YOUR TASK: Take the records below and copy them exactly.
══════════════════════════════
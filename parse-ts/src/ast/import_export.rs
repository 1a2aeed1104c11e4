use serde::Serialize;

/// One name in `import { ... }`.
#[derive(Debug, Serialize)]
pub struct ImportName {
  // TypeScript: `import { type Foo }`.
  pub type_only: bool,
  pub imported: String,
  // None means the local name equals `imported`.
  pub alias: Option<String>,
}

#[derive(Debug, Serialize)]
pub enum ImportNames {
  // `import * as name`.
  All(String),
  // `import {a as b, c}`.
  Specific(Vec<ImportName>),
}

/// One name in `export { ... }`.
#[derive(Debug, Serialize)]
pub struct ExportName {
  // TypeScript: `export { type Foo }`.
  pub type_only: bool,
  // Local (or source-module) name being exported.
  pub target: String,
  // None means exported under `target` unchanged.
  pub alias: Option<String>,
}

#[derive(Debug, Serialize)]
pub enum ExportNames {
  // `export * from "m"` / `export * as name from "m"`.
  All(Option<String>),
  // `export {a as default, b as c, d}`.
  Specific(Vec<ExportName>),
}

impl ExportName {
  /// Public name this export is visible under.
  pub fn exported_as(&self) -> &str {
    self.alias.as_deref().unwrap_or(&self.target)
  }
}

impl ImportName {
  /// Local binding name this import introduces.
  pub fn local(&self) -> &str {
    self.alias.as_deref().unwrap_or(&self.imported)
  }
}
use crate::error::HostError;
use std::sync::Arc;

/// Host interface supplied by the embedding bundler (or the CLI's
/// filesystem host).
///
/// Paths are absolute and opaque to the loader; the host owns both file
/// access and module resolution, including any configuration discovery the
/// resolver needs.
pub trait Host: Send + Sync {
  /// Supply the text of a file.
  fn source(&self, path: &str) -> Result<Arc<str>, HostError>;

  /// Resolve an import specifier from a containing file to an absolute
  /// path. Must fail loudly when the specifier cannot be resolved; the
  /// loader decides whether that failure is fatal for the request.
  fn resolve(&self, specifier: &str, from: &str) -> Result<String, HostError>;
}
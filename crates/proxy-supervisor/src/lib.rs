//! # Proxy Supervisor
//!
//! Keeps one child process running behind the proxy's own stdio:
//! - crash restarts under a bounded-attempt, fixed-delay policy
//! - restarts when watched build artifacts change
//! - SIGTERM-then-SIGKILL shutdown on SIGINT/SIGTERM
//!
//! ```no_run
//! use proxy_supervisor::{ProcessSupervisor, SupervisorConfig};
//!
//! # async fn run() -> anyhow::Result<i32> {
//! let mut config = SupervisorConfig::default();
//! config.apply_env_overrides();
//!
//! let handle = ProcessSupervisor::new(config).start().await?;
//! let report = handle.wait().await?;
//! Ok(report.exit_code())
//! # }
//! ```

pub mod config;
pub mod lifecycle;
pub mod signals;
pub mod supervisor;

pub use config::{ArtifactSource, SupervisorConfig};
pub use lifecycle::{RestartDecision, RestartPolicy};
pub use signals::ShutdownSignals;
pub use supervisor::{
    ProcessSupervisor, ShutdownSource, SupervisorHandle, SupervisorOutcome, SupervisorReport,
    SupervisorStatus,
};

pub use proxy_process_state::{StateTransition, SupervisorState};
pub use proxy_stdio::StdioEndpoints;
══════════════════════════════
SOLUTION:
filename parse-ts/src/ast/import_export.rs
repository 1a2aeed1104c11e4
use serde::Serialize;

/// One name in `import { ... }`.
#[derive(Debug, Serialize)]
pub struct ImportName {
  // TypeScript: `import { type Foo }`.
  pub type_only: bool,
  pub imported: String,
  // None means the local name equals `imported`.
  pub alias: Option<String>,
}

#[derive(Debug, Serialize)]
pub enum ImportNames {
  // `import * as name`.
  All(String),
  // `import {a as b, c}`.
  Specific(Vec<ImportName>),
}

/// One name in `export { ... }`.
#[derive(Debug, Serialize)]
pub struct ExportName {
  // TypeScript: `export { type Foo }`.
  pub type_only: bool,
  // Local (or source-module) name being exported.
  pub target: String,
  // None means exported under `target` unchanged.
  pub alias: Option<String>,
}

#[derive(Debug, Serialize)]
pub enum ExportNames {
  // `export * from "m"` / `export * as name from "m"`.
  All(Option<String>),
  // `export {a as default, b as c, d}`.
  Specific(Vec<ExportName>),
}

impl ExportName {
  /// Public name this export is visible under.
  pub fn exported_as(&self) -> &str {
    self.alias.as_deref().unwrap_or(&self.target)
  }
}

impl ImportName {
  /// Local binding name this import introduces.
  pub fn local(&self) -> &str {
    self.alias.as_deref().unwrap_or(&self.imported)
  }
}
use crate::error::HostError;
use std::sync::Arc;

/// Host interface supplied by the embedding bundler (or the CLI's
/// filesystem host).
///
/// Paths are absolute and opaque to the loader; the host owns both file
/// access and module resolution, including any configuration discovery the
/// resolver needs.
pub trait Host: Send + Sync {
  /// Supply the text of a file.
  fn source(&self, path: &str) -> Result<Arc<str>, HostError>;

  /// Resolve an import specifier from a containing file to an absolute
  /// path. Must fail loudly when the specifier cannot be resolved; the
  /// loader decides whether that failure is fatal for the request.
  fn resolve(&self, specifier: &str, from: &str) -> Result<String, HostError>;
}
filename crates/proxy-supervisor/src/lib.rs
//! # Proxy Supervisor
//!
//! Keeps one child process running behind the proxy's own stdio:
//! - crash restarts under a bounded-attempt, fixed-delay policy
//! - restarts when watched build artifacts change
//! - SIGTERM-then-SIGKILL shutdown on SIGINT/SIGTERM
//!
//! ```no_run
//! use proxy_supervisor::{ProcessSupervisor, SupervisorConfig};
//!
//! # async fn run() -> anyhow::Result<i32> {
//! let mut config = SupervisorConfig::default();
//! config.apply_env_overrides();
//!
//! let handle = ProcessSupervisor::new(config).start().await?;
//! let report = handle.wait().await?;
//! Ok(report.exit_code())
//! # }
//! ```

pub mod config;
pub mod lifecycle;
pub mod signals;
pub mod supervisor;

pub use config::{ArtifactSource, SupervisorConfig};
pub use lifecycle::{RestartDecision, RestartPolicy};
pub use signals::ShutdownSignals;
pub use supervisor::{
    ProcessSupervisor, ShutdownSource, SupervisorHandle, SupervisorOutcome, SupervisorReport,
    SupervisorStatus,
};

pub use proxy_process_state::{StateTransition, SupervisorState};
pub use proxy_stdio::StdioEndpoints;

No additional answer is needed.